Many proteins that are central to key aspects of neurobiology undergo conformational changes as part of their function, usually in response to a stimulus. Often, these proteins are embedded within a membrane, which creates particular experimental challenges to surmount. This has resulted in computational methods providing a valuable complementary tool for some time now, especially in the development of working models at atomic resolution. Indeed, molecular dynamics (MD) simulations are now routinely applied to new structures, either as part of the initial analysis or as part of an automated pipeline. Such simulations have proven extremely useful in terms of characterizing the inherent underlying conformational dynamics or providing insight into the interactions with the surrounding lipid molecules. However, MD simulations are capable of providing much more sophisticated information, including fundamental kinetic and thermodynamic properties of transitions between states and a description of how those transitions are influenced by the presence of ligands. There is a very large array of advanced simulation methods that can provide this information, but in this short review we limit ourselves to some selected examples of techniques that have given particular insight into proteins associated with molecular neurobiology. In this review, we highlight the use of i) Markov State Modelling to examine sodium dynamics in the dopamine transporter, ii) Metadynamics to explore neurotransmitter binding to a ligand-gated ion channel and iii) Steered MD to investigate conformational change in ionotropic glutamate receptors.
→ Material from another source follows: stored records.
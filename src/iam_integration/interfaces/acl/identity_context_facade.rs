use async_trait::async_trait;

use crate::iam_integration::domain::model::entities::principal::Principal;

#[derive(Debug, thiserror::Error)]
pub enum IamIntegrationError {
    #[error("invalid subject: {0}")]
    InvalidSubject(String),

    #[error("principal is not registered")]
    UnknownPrincipal,

    #[error("principal is inactive")]
    InactivePrincipal,

    #[error("identity directory unavailable: {0}")]
    Unavailable(String),
}

/// Resolves an upstream-verified subject id to the acting principal.
#[async_trait]
pub trait IdentityContextFacade: Send + Sync {
    async fn resolve_principal(&self, subject_id: &str) -> Result<Principal, IamIntegrationError>;
}
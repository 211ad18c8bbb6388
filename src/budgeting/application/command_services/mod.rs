pub mod budget_command_service_impl;
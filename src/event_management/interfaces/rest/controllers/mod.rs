pub mod event_rest_controller;
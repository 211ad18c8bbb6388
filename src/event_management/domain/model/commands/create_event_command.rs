use chrono::{DateTime, Utc};
use std::str::FromStr;

use crate::{
    event_management::domain::model::{
        enums::event_type::EventType,
        value_objects::{event_details::EventDetails, event_name::EventName},
    },
    iam_integration::domain::model::{
        entities::principal::Principal, value_objects::principal_id::PrincipalId,
    },
    shared::domain::model::enums::workflow_domain_error::WorkflowDomainError,
};

#[derive(Clone, Debug)]
pub struct CreateEventCommand {
    principal: Principal,
    details: EventDetails,
    coordinator_id: Option<PrincipalId>,
}

impl CreateEventCommand {
    pub fn new(
        principal: Principal,
        name: String,
        event_type: &str,
        description: Option<String>,
        expected_participants: Option<i32>,
        scheduled_at: Option<&str>,
        coordinator_id: Option<&str>,
    ) -> Result<Self, WorkflowDomainError> {
        let scheduled_at = scheduled_at
            .map(|raw| {
                DateTime::parse_from_rfc3339(raw.trim())
                    .map(|parsed| parsed.with_timezone(&Utc))
                    .map_err(|_| {
                        WorkflowDomainError::InvalidInput(
                            "scheduled_at must be an RFC 3339 timestamp".to_string(),
                        )
                    })
            })
            .transpose()?;

        let coordinator_id = coordinator_id
            .map(PrincipalId::new)
            .transpose()
            .map_err(WorkflowDomainError::InvalidInput)?;

        Ok(Self {
            principal,
            details: EventDetails::new(
                EventName::new(name)?,
                EventType::from_str(event_type)?,
                description,
                expected_participants,
                scheduled_at,
            )?,
            coordinator_id,
        })
    }

    pub fn principal(&self) -> &Principal {
        &self.principal
    }

    pub fn details(&self) -> &EventDetails {
        &self.details
    }

    pub fn coordinator_id(&self) -> Option<PrincipalId> {
        self.coordinator_id
    }
}
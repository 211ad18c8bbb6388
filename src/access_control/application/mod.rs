pub mod acl;
pub mod query_services;
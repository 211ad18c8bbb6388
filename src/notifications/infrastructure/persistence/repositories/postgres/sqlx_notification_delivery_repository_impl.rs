use async_trait::async_trait;
use sqlx::PgPool;

use crate::{
    notifications::{
        domain::model::value_objects::notification_intent::NotificationIntent,
        infrastructure::persistence::repositories::notification_delivery_repository::NotificationDeliveryRepository,
    },
    shared::domain::model::enums::workflow_domain_error::WorkflowDomainError,
};

pub struct SqlxNotificationDeliveryRepositoryImpl {
    pool: PgPool,
}

impl SqlxNotificationDeliveryRepositoryImpl {
    pub fn new(pool: PgPool) -> Self {
        Self { pool }
    }
}

#[async_trait]
impl NotificationDeliveryRepository for SqlxNotificationDeliveryRepositoryImpl {
    async fn deliver(&self, intent: &NotificationIntent) -> Result<(), WorkflowDomainError> {
        let statement = r#"
            INSERT INTO notifications (id, recipient_id, template_key, payload, created_at)
            SELECT $1, p.id, $3, $4, $5
            FROM principals p
            WHERE p.id = $2 AND p.is_active
            ON CONFLICT (id) DO NOTHING
        "#;

        sqlx::query(statement)
            .bind(intent.id())
            .bind(intent.recipient_id().value())
            .bind(intent.template_key().as_str())
            .bind(sqlx::types::Json(intent.payload()))
            .bind(intent.created_at())
            .execute(&self.pool)
            .await?;

        Ok(())
    }
}
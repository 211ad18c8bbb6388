pub mod authorization_decision_audited_event;
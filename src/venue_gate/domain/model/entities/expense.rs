use chrono::{DateTime, Utc};
use uuid::Uuid;

use crate::{
    budgeting::domain::model::value_objects::budget_amount::BudgetAmount,
    iam_integration::domain::model::value_objects::principal_id::PrincipalId,
};

#[derive(Clone, Debug, Eq, PartialEq)]
pub struct Expense {
    id: Uuid,
    event_id: Uuid,
    category_id: Uuid,
    item_name: String,
    amount: BudgetAmount,
    added_by: PrincipalId,
    created_at: DateTime<Utc>,
}

impl Expense {
    pub fn new(
        event_id: Uuid,
        category_id: Uuid,
        item_name: String,
        amount: BudgetAmount,
        added_by: PrincipalId,
        created_at: DateTime<Utc>,
    ) -> Self {
        Self::restore(
            Uuid::now_v7(),
            event_id,
            category_id,
            item_name,
            amount,
            added_by,
            created_at,
        )
    }

    pub fn restore(
        id: Uuid,
        event_id: Uuid,
        category_id: Uuid,
        item_name: String,
        amount: BudgetAmount,
        added_by: PrincipalId,
        created_at: DateTime<Utc>,
    ) -> Self {
        Self {
            id,
            event_id,
            category_id,
            item_name,
            amount,
            added_by,
            created_at,
        }
    }

    pub fn id(&self) -> Uuid {
        self.id
    }

    pub fn event_id(&self) -> Uuid {
        self.event_id
    }

    pub fn category_id(&self) -> Uuid {
        self.category_id
    }

    pub fn item_name(&self) -> &str {
        &self.item_name
    }

    pub fn amount(&self) -> BudgetAmount {
        self.amount
    }

    pub fn added_by(&self) -> PrincipalId {
        self.added_by
    }

    pub fn created_at(&self) -> DateTime<Utc> {
        self.created_at
    }
}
许多在神经生物学关键方面起核心作用的蛋白质在其功能过程中会发生构象变化,通常是对刺激的响应。这些蛋白质常常嵌入细胞膜中,这给实验带来了特殊的挑战。因此,一段时间以来,计算方法一直是一种有价值的补充工具,尤其是在原子分辨率工作模型的开发中。事实上,分子动力学(MD)模拟现在经常应用于新结构,要么作为初始分析的一部分,要么作为自动化流程的一部分。这种模拟在表征内在的构象动力学或深入了解与周围脂质分子的相互作用方面已被证明非常有用。然而,MD模拟能够提供更复杂的信息,包括状态之间转变的基本动力学和热力学性质,以及对这些转变如何受配体存在影响的描述。有大量先进的模拟方法可以提供这些信息,但在这篇简短的综述中,我们只限于一些选定的技术示例,这些技术对与分子神经生物学相关的蛋白质有特别深入的了解。在这篇综述中,我们重点介绍了以下方法的应用:i)马尔可夫状态建模用于研究多巴胺转运体中的钠动力学;ii)元动力学用于探索神经递质与配体门控离子通道的结合;iii)引导分子动力学用于研究离子型谷氨酸受体的构象变化。